**Exercise details:**
Search the data for the word "String" and copy out every line that has it.

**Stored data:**
┄┄┄┄┄┄
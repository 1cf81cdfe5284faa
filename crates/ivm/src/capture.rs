//! Terminal consumer that materializes lazy results.
//!
//! `Capture` sits at the downstream end of an operator chain: it expands the
//! lazy nodes and relationship streams produced by `fetch`/`cleanup` into
//! plain values, and records every pushed change in expanded form. It is the
//! reference implementation of the view-consumer contract and the harness
//! the operator tests are written against.

use crate::change::Change;
use crate::node::{Node, NodeStream};
use crate::operator::{FetchRequest, Operator, Output};
use alloc::boxed::Box;
use alloc::rc::{Rc, Weak};
use alloc::string::String;
use alloc::vec::Vec;
use core::cell::RefCell;
use rill_core::Row;

/// A fully-materialized node: the row plus its expanded relationships,
/// sorted by relationship name.
#[derive(Clone, Debug, PartialEq)]
pub struct CapturedNode {
    pub row: Row,
    pub relationships: Vec<(String, Vec<CapturedNode>)>,
}

/// A fully-materialized change.
#[derive(Clone, Debug, PartialEq)]
pub enum CapturedChange {
    Add(CapturedNode),
    Remove(CapturedNode),
    Edit {
        old: CapturedNode,
        new: CapturedNode,
    },
    Child {
        row: Row,
        relationship_name: String,
        change: Box<CapturedChange>,
    },
}

/// Expands a node, evaluating every relationship thunk and draining the
/// resulting streams.
pub fn expand_node(node: Node) -> CapturedNode {
    let mut relationships: Vec<(String, Vec<CapturedNode>)> = node
        .relationships
        .iter()
        .map(|(name, rel)| (name.clone(), expand_stream(rel())))
        .collect();
    relationships.sort_by(|a, b| a.0.cmp(&b.0));
    CapturedNode {
        row: node.row,
        relationships,
    }
}

/// Drains a stream, expanding each node.
pub fn expand_stream(stream: NodeStream) -> Vec<CapturedNode> {
    stream.map(expand_node).collect()
}

/// Expands a change, materializing the nodes it carries.
pub fn expand_change(change: Change) -> CapturedChange {
    match change {
        Change::Add { node } => CapturedChange::Add(expand_node(node)),
        Change::Remove { node } => CapturedChange::Remove(expand_node(node)),
        Change::Edit { old_node, node } => CapturedChange::Edit {
            old: expand_node(old_node),
            new: expand_node(node),
        },
        Change::Child { row, child } => CapturedChange::Child {
            row,
            relationship_name: child.relationship_name,
            change: Box::new(expand_change(*child.change)),
        },
    }
}

/// Terminal consumer wrapping the outermost operator of a chain.
pub struct Capture {
    input: Rc<dyn Operator>,
    pushes: RefCell<Vec<CapturedChange>>,
}

impl Capture {
    /// Wraps an operator and registers as its output.
    pub fn new(input: Rc<dyn Operator>) -> Rc<Self> {
        let capture = Rc::new(Self {
            input,
            pushes: RefCell::new(Vec::new()),
        });
        capture
            .input
            .set_output(Rc::downgrade(&capture) as Weak<dyn Output>);
        capture
    }

    /// Fetches everything in the operator's order, fully expanded.
    pub fn hydrate(&self) -> Vec<CapturedNode> {
        self.fetch(FetchRequest::all())
    }

    /// Fetches with an explicit request, fully expanded.
    pub fn fetch(&self, req: FetchRequest) -> Vec<CapturedNode> {
        expand_stream(self.input.fetch(req))
    }

    /// Cleans up with an explicit request, fully expanded. Draining the
    /// result is what drives the release of upstream state.
    pub fn cleanup(&self, req: FetchRequest) -> Vec<CapturedNode> {
        expand_stream(self.input.cleanup(req))
    }

    /// The changes pushed so far, in arrival order.
    pub fn pushes(&self) -> Vec<CapturedChange> {
        self.pushes.borrow().clone()
    }

    /// Drains and returns the recorded changes.
    pub fn take_pushes(&self) -> Vec<CapturedChange> {
        core::mem::take(&mut *self.pushes.borrow_mut())
    }

    /// Tears down the wrapped chain.
    pub fn destroy(&self) {
        self.input.destroy();
    }
}

impl Output for Capture {
    fn push(&self, change: Change) {
        let expanded = expand_change(change);
        self.pushes.borrow_mut().push(expanded);
    }
}

impl CapturedNode {
    /// Convenience constructor for expected values in tests.
    pub fn leaf(row: Row) -> Self {
        Self {
            row,
            relationships: Vec::new(),
        }
    }
}
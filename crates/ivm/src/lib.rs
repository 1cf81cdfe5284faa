//! Rill IVM - Incremental view maintenance for the Rill sync engine.
//!
//! This crate implements the dataflow operator graph that keeps live,
//! hierarchical query results correct as the underlying data mutates,
//! without re-executing queries from scratch.
//!
//! # Core Concepts
//!
//! - [`Source`]: the authoritative, sorted row set of one table and the
//!   single origin of raw changes; supports many independently-ordered
//!   connections over the same data
//! - [`Operator`]/[`Output`]: the pull (`fetch`/`cleanup`) and push
//!   contract every node of the graph implements
//! - [`Change`]: the add/remove/edit/child deltas flowing downstream
//! - Per-instance [`Storage`](rill_storage::Storage): operator-local
//!   bookkeeping, so subscriptions sharing a source never interfere
//!
//! # Operators
//!
//! - [`Filter`]: predicate, with edit-splitting across the boundary
//! - [`Skip`]: resume-from-cursor lower bound
//! - [`Take`]: bounded window (`LIMIT`), optionally per partition value
//! - [`Join`]: lazily-fetched parent/child relationships with
//!   reference-counted child subscriptions
//! - [`FanOut`]/[`FanIn`]: plan branching and duplicate-free re-merging
//!
//! Each query subscription instantiates its own chain of operators wired to
//! shared sources; `destroy()` on the outermost operator tears the chain
//! down. Everything is single-threaded and synchronous: a mutation applied
//! to a source propagates to every consumer before `apply` returns.
//!
//! # Example
//!
//! ```rust
//! use rill_core::Value;
//! use rill_ivm::{Capture, Source, SourceChange, Take};
//! use rill_storage::memory_handle;
//!
//! let source = Source::new("users", vec!["id".into()], vec![0]).unwrap();
//! let take = Take::new(source.connect(vec![]).unwrap(), memory_handle(), 2, None);
//! let view = Capture::new(take);
//!
//! view.hydrate();
//! source.apply(SourceChange::Add {
//!     row: vec![Value::Int64(1)].into(),
//! }).unwrap();
//! assert_eq!(view.pushes().len(), 1);
//! ```

#![no_std]

extern crate alloc;

pub mod capture;
pub mod change;
pub mod fan_in;
pub mod fan_out;
pub mod filter;
pub mod join;
pub mod node;
pub mod operator;
pub mod skip;
pub mod source;
pub mod take;

pub use capture::{Capture, CapturedChange, CapturedNode};
pub use change::{Change, ChildChange, SourceChange};
pub use fan_in::FanIn;
pub use fan_out::FanOut;
pub use filter::Filter;
pub use join::{Join, JoinStorage};
pub use node::{Node, NodeStream, Relationship};
pub use operator::{
    Basis, Constraint, FetchRequest, Operator, Output, PullMode, Start,
};
pub use skip::{Bound, Skip};
pub use source::{Source, SourceConnection};
pub use take::{Take, TakeEntry, TakeState, TakeStorage};
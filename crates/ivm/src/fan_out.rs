//! FanOut operator: one upstream subscription, many logical branches.
//!
//! A pure broadcaster. Every push received from the single input is
//! forwarded, unmodified, to every registered branch output in registration
//! order; fetch and cleanup delegate straight to the input, since branches
//! do their own filtering on top. FanOut also numbers its propagation steps
//! so the matching [`FanIn`](crate::fan_in::FanIn) can scope its push
//! deduplication to a single step.

use crate::change::Change;
use crate::node::NodeStream;
use crate::operator::{FetchRequest, Operator, Output};
use alloc::rc::{Rc, Weak};
use alloc::vec::Vec;
use core::cell::{Cell, RefCell};
use rill_core::Schema;

pub struct FanOut {
    input: Rc<dyn Operator>,
    schema: Rc<Schema>,
    outputs: RefCell<Vec<Weak<dyn Output>>>,
    push_seq: Cell<u64>,
    destroy_count: Cell<usize>,
    destroyed: Cell<bool>,
}

impl FanOut {
    pub fn new(input: Rc<dyn Operator>) -> Rc<Self> {
        let schema = input.schema();
        let fan_out = Rc::new(Self {
            input,
            schema,
            outputs: RefCell::new(Vec::new()),
            push_seq: Cell::new(0),
            destroy_count: Cell::new(0),
            destroyed: Cell::new(false),
        });
        fan_out
            .input
            .set_output(Rc::downgrade(&fan_out) as Weak<dyn Output>);
        fan_out
    }

    /// The sequence number of the propagation step currently (or most
    /// recently) broadcast.
    pub(crate) fn push_seq(&self) -> u64 {
        self.push_seq.get()
    }

    fn destroy_input_once(&self) {
        if !self.destroyed.replace(true) {
            self.input.destroy();
        }
    }
}

impl Operator for FanOut {
    fn schema(&self) -> Rc<Schema> {
        self.schema.clone()
    }

    fn fetch(&self, req: FetchRequest) -> NodeStream {
        self.input.fetch(req)
    }

    fn cleanup(&self, req: FetchRequest) -> NodeStream {
        self.input.cleanup(req)
    }

    /// Registers one more branch. Unlike other operators, FanOut accepts
    /// many outputs.
    fn set_output(&self, output: Weak<dyn Output>) {
        self.outputs.borrow_mut().push(output);
    }

    /// Each branch propagates its destroy here; the input is destroyed
    /// exactly once, when the last branch has let go.
    fn destroy(&self) {
        let branches = self.outputs.borrow().len();
        let count = self.destroy_count.get() + 1;
        self.destroy_count.set(count);
        if count >= branches.max(1) {
            self.destroy_input_once();
        }
    }
}

impl Output for FanOut {
    fn push(&self, change: Change) {
        self.push_seq.set(self.push_seq.get() + 1);
        let outputs = self.outputs.borrow().clone();
        assert!(!outputs.is_empty(), "Output not set");
        for output in outputs {
            if let Some(output) = output.upgrade() {
                output.push(change.clone());
            }
        }
    }
}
┄┄┄┄┄┄
**Answer section:**
use alloc::string::String;
    pub relationships: Vec<(String, Vec<CapturedNode>)>,
        relationship_name: String,
    let mut relationships: Vec<(String, Vec<CapturedNode>)> = node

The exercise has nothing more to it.